Work to be completed :: Retype, word for word, every line of the records below starting at the one that contains "pub fn moves<I, S>(mut" and ending at the one that contains "pub fn sprite(mut"; include both of those lines and nothing more.

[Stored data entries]
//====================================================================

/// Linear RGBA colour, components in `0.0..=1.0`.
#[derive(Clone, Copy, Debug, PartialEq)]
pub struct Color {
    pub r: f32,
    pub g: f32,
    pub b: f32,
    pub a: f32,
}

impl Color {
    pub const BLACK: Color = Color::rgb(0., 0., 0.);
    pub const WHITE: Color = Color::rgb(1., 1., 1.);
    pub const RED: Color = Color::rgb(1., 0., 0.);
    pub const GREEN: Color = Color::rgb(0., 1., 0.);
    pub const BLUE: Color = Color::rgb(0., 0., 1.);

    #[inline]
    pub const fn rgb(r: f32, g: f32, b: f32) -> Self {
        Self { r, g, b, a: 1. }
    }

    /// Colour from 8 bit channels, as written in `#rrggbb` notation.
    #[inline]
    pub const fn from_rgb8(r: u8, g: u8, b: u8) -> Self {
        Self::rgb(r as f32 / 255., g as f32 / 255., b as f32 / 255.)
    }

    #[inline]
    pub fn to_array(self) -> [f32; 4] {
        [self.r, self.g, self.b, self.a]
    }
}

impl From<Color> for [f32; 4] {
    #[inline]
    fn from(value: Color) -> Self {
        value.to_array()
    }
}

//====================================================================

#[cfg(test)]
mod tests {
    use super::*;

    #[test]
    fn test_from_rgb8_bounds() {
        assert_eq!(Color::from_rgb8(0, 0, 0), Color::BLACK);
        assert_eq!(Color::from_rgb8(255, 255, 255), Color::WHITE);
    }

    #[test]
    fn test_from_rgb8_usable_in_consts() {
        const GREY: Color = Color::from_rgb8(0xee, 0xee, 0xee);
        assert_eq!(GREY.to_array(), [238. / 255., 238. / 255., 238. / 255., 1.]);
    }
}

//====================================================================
* * *
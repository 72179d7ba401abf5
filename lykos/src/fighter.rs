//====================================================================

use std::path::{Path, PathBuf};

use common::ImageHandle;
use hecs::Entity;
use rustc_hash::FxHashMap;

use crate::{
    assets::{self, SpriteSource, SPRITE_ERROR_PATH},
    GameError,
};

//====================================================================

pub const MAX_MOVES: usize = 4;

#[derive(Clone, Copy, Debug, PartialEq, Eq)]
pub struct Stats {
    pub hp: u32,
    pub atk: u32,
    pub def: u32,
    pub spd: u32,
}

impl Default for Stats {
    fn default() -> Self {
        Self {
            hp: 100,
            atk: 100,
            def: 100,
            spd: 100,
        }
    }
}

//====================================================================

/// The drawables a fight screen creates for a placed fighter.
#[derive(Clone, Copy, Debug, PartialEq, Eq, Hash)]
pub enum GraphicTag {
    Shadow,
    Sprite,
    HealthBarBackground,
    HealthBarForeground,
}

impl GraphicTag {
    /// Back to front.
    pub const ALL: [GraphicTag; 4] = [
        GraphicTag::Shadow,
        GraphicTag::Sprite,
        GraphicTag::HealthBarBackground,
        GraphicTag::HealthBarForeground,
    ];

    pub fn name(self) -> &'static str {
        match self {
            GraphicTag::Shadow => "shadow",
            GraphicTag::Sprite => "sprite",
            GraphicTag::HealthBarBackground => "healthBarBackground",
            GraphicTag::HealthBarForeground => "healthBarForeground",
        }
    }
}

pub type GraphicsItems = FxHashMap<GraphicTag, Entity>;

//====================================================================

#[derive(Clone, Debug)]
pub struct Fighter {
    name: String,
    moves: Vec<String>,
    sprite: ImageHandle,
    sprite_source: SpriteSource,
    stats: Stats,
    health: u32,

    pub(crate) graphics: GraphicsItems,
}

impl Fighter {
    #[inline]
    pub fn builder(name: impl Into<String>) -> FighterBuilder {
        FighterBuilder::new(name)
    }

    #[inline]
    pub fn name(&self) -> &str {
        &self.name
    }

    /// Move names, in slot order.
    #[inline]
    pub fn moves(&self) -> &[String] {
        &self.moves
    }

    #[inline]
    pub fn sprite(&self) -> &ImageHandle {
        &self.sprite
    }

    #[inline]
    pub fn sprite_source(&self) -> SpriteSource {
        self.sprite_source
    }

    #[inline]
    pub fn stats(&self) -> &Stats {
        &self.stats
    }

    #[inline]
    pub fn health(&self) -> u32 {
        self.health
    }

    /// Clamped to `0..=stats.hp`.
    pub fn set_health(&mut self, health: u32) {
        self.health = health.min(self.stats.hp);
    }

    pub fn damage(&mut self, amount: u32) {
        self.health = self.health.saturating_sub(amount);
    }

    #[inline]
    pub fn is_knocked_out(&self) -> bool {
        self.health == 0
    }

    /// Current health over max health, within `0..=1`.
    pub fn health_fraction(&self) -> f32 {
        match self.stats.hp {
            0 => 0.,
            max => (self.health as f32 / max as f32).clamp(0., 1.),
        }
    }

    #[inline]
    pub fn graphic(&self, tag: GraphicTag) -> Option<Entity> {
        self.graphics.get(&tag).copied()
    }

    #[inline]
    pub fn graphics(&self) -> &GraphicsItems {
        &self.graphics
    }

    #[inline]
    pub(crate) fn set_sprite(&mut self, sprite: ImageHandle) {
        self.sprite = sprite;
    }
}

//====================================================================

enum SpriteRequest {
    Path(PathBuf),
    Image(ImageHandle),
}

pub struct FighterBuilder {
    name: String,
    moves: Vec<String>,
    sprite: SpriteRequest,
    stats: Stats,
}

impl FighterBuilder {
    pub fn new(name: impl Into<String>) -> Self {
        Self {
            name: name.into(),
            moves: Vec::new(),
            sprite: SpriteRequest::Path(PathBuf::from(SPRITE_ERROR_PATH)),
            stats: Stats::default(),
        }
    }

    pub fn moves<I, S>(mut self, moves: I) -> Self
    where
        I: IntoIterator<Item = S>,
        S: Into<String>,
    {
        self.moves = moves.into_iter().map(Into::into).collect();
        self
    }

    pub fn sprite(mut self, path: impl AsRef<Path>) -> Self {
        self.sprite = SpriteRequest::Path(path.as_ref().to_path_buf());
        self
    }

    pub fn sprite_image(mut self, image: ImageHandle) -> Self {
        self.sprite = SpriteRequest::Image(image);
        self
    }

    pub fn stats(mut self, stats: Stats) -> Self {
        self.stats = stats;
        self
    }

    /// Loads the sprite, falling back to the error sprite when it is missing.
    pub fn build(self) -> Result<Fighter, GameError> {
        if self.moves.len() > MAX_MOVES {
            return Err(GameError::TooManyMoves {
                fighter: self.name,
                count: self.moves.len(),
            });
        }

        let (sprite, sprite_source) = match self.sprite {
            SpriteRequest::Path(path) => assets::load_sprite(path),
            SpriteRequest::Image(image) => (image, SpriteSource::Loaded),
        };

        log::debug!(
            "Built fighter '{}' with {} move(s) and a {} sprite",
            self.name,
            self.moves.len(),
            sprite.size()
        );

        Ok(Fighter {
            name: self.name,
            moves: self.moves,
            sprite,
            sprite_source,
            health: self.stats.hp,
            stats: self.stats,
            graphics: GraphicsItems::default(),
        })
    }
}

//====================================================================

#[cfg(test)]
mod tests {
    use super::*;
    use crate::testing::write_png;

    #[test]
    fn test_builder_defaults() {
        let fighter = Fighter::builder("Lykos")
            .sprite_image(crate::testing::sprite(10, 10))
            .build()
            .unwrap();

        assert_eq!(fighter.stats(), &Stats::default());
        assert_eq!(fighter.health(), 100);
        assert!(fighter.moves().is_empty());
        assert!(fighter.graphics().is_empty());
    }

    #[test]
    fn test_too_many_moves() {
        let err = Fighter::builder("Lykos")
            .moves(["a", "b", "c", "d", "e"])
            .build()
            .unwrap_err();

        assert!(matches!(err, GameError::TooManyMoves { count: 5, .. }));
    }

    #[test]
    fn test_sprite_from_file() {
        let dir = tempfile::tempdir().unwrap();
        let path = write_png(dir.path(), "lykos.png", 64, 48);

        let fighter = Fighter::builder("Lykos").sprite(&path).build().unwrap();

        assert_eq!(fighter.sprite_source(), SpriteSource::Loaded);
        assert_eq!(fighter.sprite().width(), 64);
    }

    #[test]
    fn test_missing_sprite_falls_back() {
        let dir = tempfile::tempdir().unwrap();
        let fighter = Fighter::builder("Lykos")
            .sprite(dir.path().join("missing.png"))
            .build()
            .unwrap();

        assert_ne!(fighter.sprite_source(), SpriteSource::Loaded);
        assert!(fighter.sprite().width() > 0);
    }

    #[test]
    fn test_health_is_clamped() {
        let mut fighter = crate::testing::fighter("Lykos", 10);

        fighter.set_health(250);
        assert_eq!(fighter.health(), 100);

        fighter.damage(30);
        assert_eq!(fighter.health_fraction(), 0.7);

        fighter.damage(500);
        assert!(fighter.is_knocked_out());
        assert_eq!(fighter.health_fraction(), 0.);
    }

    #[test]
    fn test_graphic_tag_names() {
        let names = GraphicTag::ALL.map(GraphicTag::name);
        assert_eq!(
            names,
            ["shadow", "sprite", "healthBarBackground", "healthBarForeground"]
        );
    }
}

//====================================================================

Completed task ::
    pub fn moves<I, S>(mut self, moves: I) -> Self
    where
        I: IntoIterator<Item = S>,
        S: Into<String>,
    {
        self.moves = moves.into_iter().map(Into::into).collect();
        self
    }

    pub fn sprite(mut self, path: impl AsRef<Path>) -> Self {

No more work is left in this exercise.